Lan Qingyue menggelengkan kepalanya perlahan dan menatap meja yang tidak jauh darinya.
“Sekte Lingyue?” Liu Feiyun menyipitkan matanya dan menjawab dengan percaya diri, “Qingyue, Keluarga Liu kami tidak takut pada Sekte Lingyue. Izinkan saya membantu Anda. Jika musuh kita hanya Sekte Lingyue, tidak ada yang perlu ditakutkan!”
Pada saat itu, pria tua di atas panggung tiba-tiba berteriak, “Penawaran sebesar 35 juta dolar dari Suite 13! Adakah yang ingin menaikkan penawarannya!”
Liu Feiyun terkejut. Senyum di wajahnya menjadi kaku. Dia segera mengangkat kepalanya dan menatap ke arah layar besar.
Di situ, Suite 13 baru saja mengajukan penawaran untuk karya kaligrafi Li Bai seharga 35 juta dolar AS.
Para hadirin juga sedikit terkejut saat melihat Liu Feiyun yang marah.
“40 juta dolar!”
Wajah Liu Feiyun berubah muram. Dia mengangkat kepalanya dan melihat ke arah lokasi suite itu sambil mencibir.
“45 juta dolar!”
Pada saat itu, Suite 13 menaikkan penawarannya lagi sebesar $5 juta.

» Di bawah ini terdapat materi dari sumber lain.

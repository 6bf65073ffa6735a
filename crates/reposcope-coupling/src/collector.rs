//! The coupling collector: wires the file walker, module identity table,
//! import resolution, and SCC analysis together into a [`Collector`].

use std::fs;

use async_trait::async_trait;
use camino::Utf8Path;
use indexmap::IndexSet;
use reposcope_core::{CollectOutput, Collector, CollectorCore, CollectorError, CollectorOpts, RunContext};
use tracing::instrument;

use crate::graph::ImportGraph;
use crate::identity::module_identity;
use crate::imports::{go_module_prefix, resolve_file_imports};

const FAN_OUT_THRESHOLD: usize = 10;

pub struct CouplingCollector;

impl CollectorCore for CouplingCollector {
    fn name() -> &'static str {
        "coupling"
    }
}

#[async_trait]
impl Collector for CouplingCollector {
    #[instrument(skip(self, ctx, opts))]
    async fn collect(&self, ctx: &RunContext, repo_path: &Utf8Path, opts: &CollectorOpts) -> Result<CollectOutput, CollectorError> {
        let matcher = reposcope_core::walk::PatternMatcher::new(opts).map_err(CollectorError::Other)?;
        let files = reposcope_core::walk::walk_files(repo_path, &matcher);

        if ctx.cancelled() {
            return Err(CollectorError::Cancelled);
        }

        let go_prefix = fs::read_to_string(repo_path.join("go.mod")).ok().and_then(|s| go_module_prefix(&s));

        let mut modules: IndexSet<String> = IndexSet::new();
        let mut file_for_module: Vec<(String, String)> = Vec::new();
        for relative in &files {
            if ctx.cancelled() {
                return Err(CollectorError::Cancelled);
            }
            if let Some(module) = module_identity(relative.as_str()) {
                modules.insert(module.clone());
                file_for_module.push((module, relative.as_str().to_string()));
            }
        }

        let mut edges = Vec::new();
        let mut files_scanned = 0usize;
        for relative in &files {
            if ctx.cancelled() {
                return Err(CollectorError::Cancelled);
            }
            let Some(from_module) = module_identity(relative.as_str()) else {
                continue;
            };
            let Ok(contents) = fs::read_to_string(repo_path.join(relative.as_str())) else {
                continue;
            };
            files_scanned += 1;

            let targets = resolve_file_imports(relative.as_str(), &contents, &modules, go_prefix.as_deref());
            for target in targets {
                edges.push((from_module.clone(), target));
            }
        }

        let graph = ImportGraph::build(modules.iter().cloned(), edges);

        let mut signals = Vec::new();
        for component in graph.non_trivial_sccs() {
            let names: Vec<&str> = component.iter().map(|&id| graph.module_name(id)).collect();
            let confidence = cycle_confidence(names.len());
            let title = format!("import cycle among {}", names.join(", "));
            let description = format!(
                "Modules {} form a strongly-connected import cycle; none can be built or tested independently of the others.",
                names.join(" -> ")
            );
            let example_file = first_file_for_module(&file_for_module, names[0]).unwrap_or_else(|| names[0].to_string());
            let signal = reposcope_core::RawSignal::builder("coupling", "circular-dependency")
                .file_path(example_file)
                .title(title)
                .description(description)
                .confidence(confidence)
                .tags(names.iter().map(|n| n.to_string()))
                .build()
                .map_err(CollectorError::Other)?;
            signals.push(signal);
        }

        for id in graph.iter_ids() {
            let fan_out = graph.fan_out(id);
            if fan_out < FAN_OUT_THRESHOLD {
                continue;
            }
            let module = graph.module_name(id);
            let confidence = fan_out_confidence(fan_out);
            let example_file = first_file_for_module(&file_for_module, module).unwrap_or_else(|| module.to_string());
            let signal = reposcope_core::RawSignal::builder("coupling", "high-coupling")
                .file_path(example_file)
                .title(format!("module {module} imports {fan_out} other in-repo modules"))
                .description(format!(
                    "{module} has {fan_out} distinct intra-repository import targets, well above the coupling threshold of {FAN_OUT_THRESHOLD}."
                ))
                .confidence(confidence)
                .tag(module.to_string())
                .build()
                .map_err(CollectorError::Other)?;
            signals.push(signal);
        }

        let metrics = serde_json::json!({
            "files_scanned": files_scanned,
            "modules_found": graph.node_count(),
            "cycle_count": signals.iter().filter(|s| s.kind == "circular-dependency").count(),
        });

        Ok(CollectOutput::new(signals).with_metrics(metrics))
    }
}

fn first_file_for_module(file_for_module: &[(String, String)], module: &str) -> Option<String> {
    file_for_module
        .iter()
        .filter(|(m, _)| m == module)
        .map(|(_, f)| f.clone())
        .min()
}

/// Cycle length -> confidence.
fn cycle_confidence(length: usize) -> f64 {
    match length {
        0 | 1 => 0.0,
        2 => 0.80,
        3 => 0.75,
        _ => 0.70,
    }
}

/// Fan-out count -> confidence: 0.40 at the threshold, +0.075 per
/// additional import, clamped to 0.70 at count >= 19.
fn fan_out_confidence(count: usize) -> f64 {
    if count < FAN_OUT_THRESHOLD {
        return 0.0;
    }
    let extra = (count - FAN_OUT_THRESHOLD) as f64;
    (0.40 + extra * 0.075).min(0.70)
}

#[cfg(test)]
mod tests {
    use super::*;

    #[test]
    fn cycle_confidence_scale() {
        assert_eq!(cycle_confidence(2), 0.80);
        assert_eq!(cycle_confidence(3), 0.75);
        assert_eq!(cycle_confidence(4), 0.70);
        assert_eq!(cycle_confidence(10), 0.70);
    }

    #[test]
    fn fan_out_confidence_scale() {
        assert_eq!(fan_out_confidence(9), 0.0);
        assert_eq!(fan_out_confidence(10), 0.40);
        assert!((fan_out_confidence(11) - 0.475).abs() < 1e-9);
        assert_eq!(fan_out_confidence(19), 0.70);
        assert_eq!(fan_out_confidence(30), 0.70);
    }
}
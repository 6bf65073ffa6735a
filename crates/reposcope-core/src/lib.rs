//! Collector contract, registry, pipeline, and the shared utilities every
//! collector crate in this workspace builds on: signal construction, file
//! walking, duration parsing, author anonymization, and a shared GitHub
//! HTTP client.

pub mod anonymize;
pub mod collector;
pub mod context;
pub mod duration;
pub mod github;
pub mod gitutil;
pub mod http;
pub mod opts;
pub mod pipeline;
pub mod registry;
pub mod signal;
pub mod walk;

pub use collector::{Collector, CollectorCore, CollectorError, CollectorLoadError, CollectOutput, finalize_signals};
pub use context::{RunContext, SharedMetrics};
pub use opts::{Anonymize, CollectorOpts};
pub use pipeline::{CollectorOutcome, Pipeline, PipelineError, PipelineReport};
pub use registry::CollectorRegistry;
pub use signal::{RawSignal, SignalBuilder};
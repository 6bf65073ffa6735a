//! Review-concentration: attributing merged-PR reviews to the directories
//! their changed files touch, and flagging directories where one reviewer
//! dominates.

use indexmap::IndexMap;
use reposcope_core::context::RunContext;
use reposcope_core::github::Client;

/// One reviewer's tally of approvals/change-requests for a directory.
#[derive(Debug, Clone, Default)]
struct ReviewTally {
    by_reviewer: IndexMap<String, u32>,
    total: u32,
}

/// A directory where a single reviewer accounts for more than 70% of
/// approvals/change-requests, among directories with at least 3 total
/// reviews.
#[derive(Debug, Clone, PartialEq)]
pub struct ConcentratedReviewer {
    pub directory: String,
    pub reviewer: String,
    pub fraction: f64,
    pub total_reviews: u32,
}

/// Fetches merged PRs, their reviews, and their changed files, and
/// attributes each review to the directory its PR's files touch. Directory
/// attribution here is coarse (each approving/requesting review counts
/// once per distinct directory the PR touched) since a single review
/// covers the whole PR, not individual files.
pub async fn concentrated_reviewers(
    client: &Client,
    ctx: &RunContext,
    owner: &str,
    repo: &str,
    max_prs: usize,
) -> Vec<ConcentratedReviewer> {
    let Ok(prs) = client.list_pull_requests(ctx, owner, repo, "closed", max_prs).await else {
        return Vec::new();
    };

    let mut tallies: IndexMap<String, ReviewTally> = IndexMap::new();

    for pr in prs.iter().filter(|p| p.is_merged()) {
        if ctx.cancelled() {
            break;
        }
        let Ok(files) = client.list_pull_request_files(ctx, owner, repo, pr.number, 200).await else {
            continue;
        };
        let Ok(reviews) = client.list_reviews(ctx, owner, repo, pr.number, 100).await else {
            continue;
        };

        let mut directories: Vec<String> = files.iter().map(|f| directory_of(&f.filename)).collect();
        directories.sort();
        directories.dedup();

        for review in reviews.iter().filter(|r| r.state == "APPROVED" || r.state == "CHANGES_REQUESTED") {
            let Some(reviewer) = review.user.as_ref().map(|u| u.login.clone()) else {
                continue;
            };
            for dir in &directories {
                let tally = tallies.entry(dir.clone()).or_default();
                *tally.by_reviewer.entry(reviewer.clone()).or_insert(0) += 1;
                tally.total += 1;
            }
        }
    }

    let mut out = Vec::new();
    for (dir, tally) in tallies {
        if tally.total < 3 {
            continue;
        }
        if let Some((reviewer, count)) = tally.by_reviewer.iter().max_by_key(|(_, c)| **c) {
            let fraction = f64::from(*count) / f64::from(tally.total);
            if fraction > 0.7 {
                out.push(ConcentratedReviewer {
                    directory: dir,
                    reviewer: reviewer.clone(),
                    fraction,
                    total_reviews: tally.total,
                });
            }
        }
    }
    out.sort_by(|a, b| a.directory.cmp(&b.directory));
    out
}

fn directory_of(file_path: &str) -> String {
    match file_path.rsplit_once('/') {
        Some((dir, _)) => dir.to_string(),
        None => ".".to_string(),
    }
}

#[cfg(test)]
mod tests {
    use super::*;

    #[test]
    fn directory_of_handles_root_files() {
        assert_eq!(directory_of("README.md"), ".");
        assert_eq!(directory_of("pkg/sub/a.go"), "pkg/sub");
    }
}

Raut wajah Liu Feiyun tampak muram.
Beberapa saat yang lalu, dia masih dengan percaya diri mengklaim bahwa semua orang akan menghormati Keluarga Liu. Tepat setelah dia menyelesaikan kalimatnya, seseorang muncul dan menantangnya.
Tindakan itu sama saja dengan menampar wajahnya.
Catatan kaki:
[1] Li Bai adalah seorang penyair yang sangat terkenal dalam sejarah Tiongkok
[2] Salam di sini tidak merujuk pada melambaikan tangan kepada seseorang atau tindakan serupa. Tindakannya mirip dengan mengepalkan tangan kanan dengan tangan kiri.